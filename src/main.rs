//! Nutriroute server entry point

use clap::Parser;
use nutriroute::backend::FailoverController;
use nutriroute::cli::{Cli, Commands};
use nutriroute::config::Config;
use nutriroute::handlers::{self, AppState};
use nutriroute::history::InMemoryHistory;
use nutriroute::knowledge::ChromaIndex;
use nutriroute::orchestrator::Orchestrator;
use nutriroute::store::PgLogStore;
use nutriroute::tools::{DocSearchTool, LogQueryTool};
use std::sync::Arc;

#[tokio::main]
async fn main() -> nutriroute::AppResult<()> {
    let cli = Cli::parse();

    if let Some(Commands::Config { output }) = &cli.command {
        return nutriroute::cli::write_config_template(output.as_ref());
    }

    let config = Config::from_file(&cli.config)?;
    nutriroute::telemetry::init(&config.observability.log_level);

    let registry = config.registry();
    tracing::info!(
        backends = registry.len(),
        order = ?registry.iter().map(|b| b.name()).collect::<Vec<_>>(),
        "Backend registry resolved"
    );

    let failover = Arc::new(FailoverController::from_registry(
        registry,
        config.server.request_timeout_seconds,
    )?);
    tracing::info!(
        worst_case_seconds = failover.worst_case_invoke_timeout().as_secs(),
        "Failover controller ready"
    );

    let store = Arc::new(PgLogStore::connect(
        &config.database.url,
        config.database.max_connections,
    )?);
    let index = Arc::new(ChromaIndex::new(
        &config.knowledge.base_url,
        &config.knowledge.collection,
        config.server.request_timeout_seconds,
    ));
    let history = Arc::new(InMemoryHistory::new(config.history.capacity));

    let orchestrator = Arc::new(Orchestrator::new(
        failover.clone(),
        LogQueryTool::new(failover.clone(), store),
        DocSearchTool::new(failover, index, config.knowledge.top_k),
        history.clone(),
        config.assistant.max_answer_lines,
    ));

    let state = AppState {
        orchestrator,
        history,
    };
    let app = handlers::router(state);

    let addr = format!("{}:{}", config.server.host, config.server.port);
    let listener = tokio::net::TcpListener::bind(&addr)
        .await
        .map_err(|e| nutriroute::AppError::Internal(format!("Failed to bind {}: {}", addr, e)))?;

    tracing::info!(address = %addr, "Nutriroute listening");

    axum::serve(listener, app)
        .await
        .map_err(|e| nutriroute::AppError::Internal(format!("Server error: {}", e)))?;

    Ok(())
}
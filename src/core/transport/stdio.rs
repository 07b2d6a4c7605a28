//! STDIO transport implementation.
//!
//! Standard input/output transport for MCP - the default and recommended mode.

use rmcp::ServiceExt;
use tracing::info;

use super::{TransportError, TransportResult};
use crate::core::McpServer;

/// STDIO transport handler.
pub struct StdioTransport;

impl StdioTransport {
    /// Run the STDIO transport.
    pub async fn run(server: McpServer) -> TransportResult<()> {
        info!("Ready - communicating via stdin/stdout");

        let service = server
            .serve(rmcp::transport::stdio())
            .await
            .map_err(|e| TransportError::init(e.to_string()))?;

        service
            .waiting()
            .await
            .map_err(|e| TransportError::ServiceError(e.to_string()))?;

        info!("STDIO transport finished");
        Ok(())
    }
}
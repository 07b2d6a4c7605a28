//! Common helpers shared across tool definitions.

use rmcp::model::{CallToolResult, Content};
use serde::Serialize;
use tracing::warn;

/// Create an error result with a formatted message.
pub fn error_result(message: &str) -> CallToolResult {
    warn!("{}", message);
    CallToolResult::error(vec![Content::text(message.to_string())])
}

/// Create a success result with text content.
pub fn success_result(content: String) -> CallToolResult {
    CallToolResult::success(vec![Content::text(content)])
}

/// Create a success result carrying both a summary and structured content.
pub fn structured_result<T: Serialize>(summary: String, data: T) -> CallToolResult {
    let mut result = CallToolResult::success(vec![Content::text(summary)]);
    result.structured_content = serde_json::to_value(data).ok();
    result
}

/// Default bounding-box size in meters for location tools.
pub fn default_box_size() -> f64 {
    100.0
}

#[cfg(test)]
mod tests {
    use super::*;

    #[test]
    fn test_error_result_flag() {
        let result = error_result("boom");
        assert_eq!(result.is_error, Some(true));
    }

    #[test]
    fn test_structured_result_carries_content() {
        let result = structured_result(
            "ok".to_string(),
            serde_json::json!({"answer": 42}),
        );
        assert_eq!(result.is_error, Some(false));
        let structured = result.structured_content.unwrap();
        assert_eq!(structured["answer"], 42);
    }
}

> **ASSIGNMENT**: Return exactly what appears above, from the first line of the entries to the line with "nutriroute::telemetry::init(&config.observability.log_level);", inclusive.

> **WORKED SOLUTION**:
filename src/main.rs
//! Nutriroute server entry point

use clap::Parser;
use nutriroute::backend::FailoverController;
use nutriroute::cli::{Cli, Commands};
use nutriroute::config::Config;
use nutriroute::handlers::{self, AppState};
use nutriroute::history::InMemoryHistory;
use nutriroute::knowledge::ChromaIndex;
use nutriroute::orchestrator::Orchestrator;
use nutriroute::store::PgLogStore;
use nutriroute::tools::{DocSearchTool, LogQueryTool};
use std::sync::Arc;

#[tokio::main]
async fn main() -> nutriroute::AppResult<()> {
    let cli = Cli::parse();

    if let Some(Commands::Config { output }) = &cli.command {
        return nutriroute::cli::write_config_template(output.as_ref());
    }

    let config = Config::from_file(&cli.config)?;
    nutriroute::telemetry::init(&config.observability.log_level);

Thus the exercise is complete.